This is a case in SimpleDB where a schema is beneficial. The code that initially imports records into SimpleDB, the code that writes records as your app runs, and any code that uses a numeric attribute in a query all need to use the exact same format. Explicitly storing the schema externally is a much less error-prone approach than implicitly defining the format in duplicated code across various modules.

Another benefit of the predefined schema in the relational model is that it forces you to think through the data relationships and make unambiguous decisions about your data layout. Sometimes, however, the data is simple, there are no relationships, and creating a data model is overkill. Sometimes you may still be in the process of defining the data model. SimpleDB can be used as part of the prototyping process, enabling you to evolve your schema dynamically as issues surface that may not otherwise have become known so quickly. You may be migrating from a different database with an existing data model. The important thing to remember is that SimpleDB is simple by design. It can be useful in a variety of situations and does not prevent you from creating your own schema external to SimpleDB.

Areas Where Relational Databases Struggle

Relational databases have been around for some time. There are many robust and mature products available. Modern database products offer a multitude of features and a host of configuration options.
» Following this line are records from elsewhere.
pub mod enumerator;
pub mod tree;

pub use enumerator::{Enumerator, SupplyIter};
pub use tree::SupplyTree;
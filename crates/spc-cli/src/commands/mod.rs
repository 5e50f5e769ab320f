pub mod plan;
pub mod price;
pub mod validate;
One area where difficulty arises is with database features that you do not need or that you should not use for a particular application. Applications that have simple data storage requirements do not benefit from the myriad of available options. In fact, it can be detrimental in a couple different ways. If you need to learn the intricacies of a particular database product before you can make good use of it, the time spent learning takes away from time you could have spent on your application. Knowledge of how database products work is good to have. It would be hard to argue that you wasted your time by learning it because that information could serve you well far into the future. Similarly, if there is a much simpler solution that meets your needs, you could choose that instead. If you had no immediate requirement to gain product specific database expertise, it would be hard to insist that you made the wrong choice. It is a tough sell to argue that the more time-consuming, yet educational, route is always better than the simple and direct route. This is a challenge faced by databases today, when the simple problems are not met with simple solutions.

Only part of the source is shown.